What are the symptoms of idiopathic hypersomnia?
- Trouble staying awake and alert during the day (excessive daytime sleepiness)
- Sleeping longer than average (more than 11 hours per 24 hours, typically 12-14 hours)
- Extreme difficulty waking from sleep.
- Feeling very groggy, confused, or disoriented when waking up from an overnight sleep or nap (called sleep inertia or sleep drunkenness), which may last for hours after waking.
- Not feeling refreshed even after sleeping an average amount (7-9 hours) or after a nap
- Falling asleep accidentally, e.g. while driving or working
- Difficulty coping with social life, work, or study because of sleepiness (can also lead to depression)
- Some people have trouble with memory and brain fog
- Some people with IH also experience headaches, dizziness, or cold hands and feet
How is idiopathic hypersomnia diagnosed?
Seeing a sleep specialist is recommended for people who are experiencing excessive daytime sleepiness or other symptoms that indicate you may be living with idiopathic hypersomnia.
A healthcare provider will ask questions about your symptoms and sleep.

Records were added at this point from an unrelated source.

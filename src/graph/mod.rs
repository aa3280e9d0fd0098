mod factor_graph;

pub use factor_graph::{FactorGraph, FactorHandle, FactorNode};
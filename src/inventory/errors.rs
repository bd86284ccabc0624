use thiserror::Error;

/// Errors from stock storage.
#[derive(Debug, Error, Clone, PartialEq, Eq)]
pub enum InventoryError {
    #[error("Resource {0} is not stocked")]
    UnknownResource(String),

    #[error("Not enough {resource} available: {available} left, {requested} requested")]
    InsufficientStock {
        resource: String,
        available: u32,
        requested: u32,
    },

    #[error("Stock of {resource} cannot hold {available} + {added} units")]
    Overflow {
        resource: String,
        available: u32,
        added: u32,
    },

    /// Transport or storage fault from a remote-backed implementation.
    /// The in-memory store never emits this.
    #[error("Inventory backend unavailable: {0}")]
    Backend(String),
}
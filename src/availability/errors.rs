use chrono::NaiveDate;
use thiserror::Error;

/// Errors from slot storage.
#[derive(Debug, Error, Clone, PartialEq, Eq)]
pub enum AvailabilityError {
    #[error("Provider {provider_id} already has an open slot on {day}")]
    AlreadyExists { provider_id: String, day: NaiveDate },

    /// Transport or storage fault from a remote-backed implementation.
    /// The in-memory ledger never emits this.
    #[error("Availability backend unavailable: {0}")]
    Backend(String),
}
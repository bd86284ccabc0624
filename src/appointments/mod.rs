//! Confirmed appointments.

use crate::{AppointmentId, PatientId, ProviderId, ResourceName};
use chrono::NaiveDate;
use parking_lot::RwLock;
use std::collections::BTreeMap;

pub mod errors;
pub use errors::AppointmentError;


/// A confirmed booking linking a patient, a provider, a day, and one held
/// resource unit. The unit is held until the appointment is canceled.
#[derive(Debug, Clone, PartialEq, Eq)]
#[cfg_attr(feature = "serde", derive(serde::Serialize, serde::Deserialize))]
pub struct Appointment {
    pub id: AppointmentId,
    pub day: NaiveDate,
    pub patient_id: PatientId,
    pub provider_id: ProviderId,
    pub resource_name: ResourceName,
}

/// Store of confirmed appointments keyed by a monotonically increasing id.
pub trait AppointmentStore: Send + Sync {
    /// Appends a new appointment under a freshly assigned id.
    fn record(
        &self,
        day: NaiveDate,
        patient_id: &str,
        provider_id: &str,
        resource_name: &str,
    ) -> Result<Appointment, AppointmentError>;

    fn get(&self, id: AppointmentId) -> Result<Option<Appointment>, AppointmentError>;

    /// Deletes and returns the record in one atomic step, so callers can
    /// tell "canceling now" apart from "someone already canceled this".
    fn remove(&self, id: AppointmentId) -> Result<Option<Appointment>, AppointmentError>;

    /// All appointments for `provider_id`, ascending by id. Read-only.
    fn list_for_provider(&self, provider_id: &str) -> Result<Vec<Appointment>, AppointmentError>;

    /// All appointments for `patient_id`, ascending by id. Read-only.
    fn list_for_patient(&self, patient_id: &str) -> Result<Vec<Appointment>, AppointmentError>;
}

#[derive(Debug, Default)]
struct Inner {
    next_id: AppointmentId,
    by_id: BTreeMap<AppointmentId, Appointment>,
}

/// In-memory appointment store. Ids start at 1 and are unique for the
/// process lifetime; removed ids are never reassigned.
#[derive(Debug, Default)]
pub struct AppointmentLedger {
    inner: RwLock<Inner>,
}

impl AppointmentLedger {
    pub fn new() -> Self {
        Self::default()
    }

    pub fn len(&self) -> usize {
        self.inner.read().by_id.len()
    }

    pub fn is_empty(&self) -> bool {
        self.inner.read().by_id.is_empty()
    }
}

impl AppointmentStore for AppointmentLedger {
    fn record(
        &self,
        day: NaiveDate,
        patient_id: &str,
        provider_id: &str,
        resource_name: &str,
    ) -> Result<Appointment, AppointmentError> {
        let mut inner = self.inner.write();
        inner.next_id += 1;
        let appointment = Appointment {
            id: inner.next_id,
            day,
            patient_id: patient_id.to_string(),
            provider_id: provider_id.to_string(),
            resource_name: resource_name.to_string(),
        };
        inner.by_id.insert(appointment.id, appointment.clone());
        Ok(appointment)
    }

    fn get(&self, id: AppointmentId) -> Result<Option<Appointment>, AppointmentError> {
        Ok(self.inner.read().by_id.get(&id).cloned())
    }

    fn remove(&self, id: AppointmentId) -> Result<Option<Appointment>, AppointmentError> {
        Ok(self.inner.write().by_id.remove(&id))
    }

    fn list_for_provider(&self, provider_id: &str) -> Result<Vec<Appointment>, AppointmentError> {
        let inner = self.inner.read();
        Ok(inner
            .by_id
            .values()
            .filter(|a| a.provider_id == provider_id)
            .cloned()
            .collect())
    }

    fn list_for_patient(&self, patient_id: &str) -> Result<Vec<Appointment>, AppointmentError> {
        let inner = self.inner.read();
        Ok(inner
            .by_id
            .values()
            .filter(|a| a.patient_id == patient_id)
            .cloned()
            .collect())
    }
}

Some providers may ask you to monitor your sleep and wake activity for several days by keeping a sleep diary or wearing a clinical device (e.g. an actigraph).
To check for other sleep disorders, an overnight sleep study (also called polysomnography) is done followed by a multiple sleep latency test the next day, where the person is asked to nap for 20 minutes every 2 hours. People who fall asleep very quickly but don’t enter REM sleep may have idiopathic hypersomnia. Both tests are done in a sleep center/lab, with stick-on sensors that measure breathing, heart rate, brain activity, and body movements while asleep.
How is idiopathic hypersomnia treated?
As there is no cure for IH, the goal of treatment is to live well by managing alertness.
Medications may be prescribed to help people feel more alert and active when awake and sleep more deeply at night. These include stimulants, non-stimulant wake-promoting agents, oxybates, antidepressants, and medications that target the GABA system. The FDA has approved only one medication specifically for IH. The other medications are known to be effective for treating sleepiness in other disorders such as narcolepsy and are used “off-label” to treat IH.
Treating other sleep disorders and avoiding certain medications is helpful to reduce other potential causes of sleepiness.
Helpful lifestyle strategies include keeping healthy sleep habits, getting light in the morning, using more than one alarm, asking friends and family to help with waking for appointments, and avoiding driving when sleepy.
Psychologists can help people navigate the challenges of living with IH.
Social support from patient organizations can help people with IH and their families to live well with IH.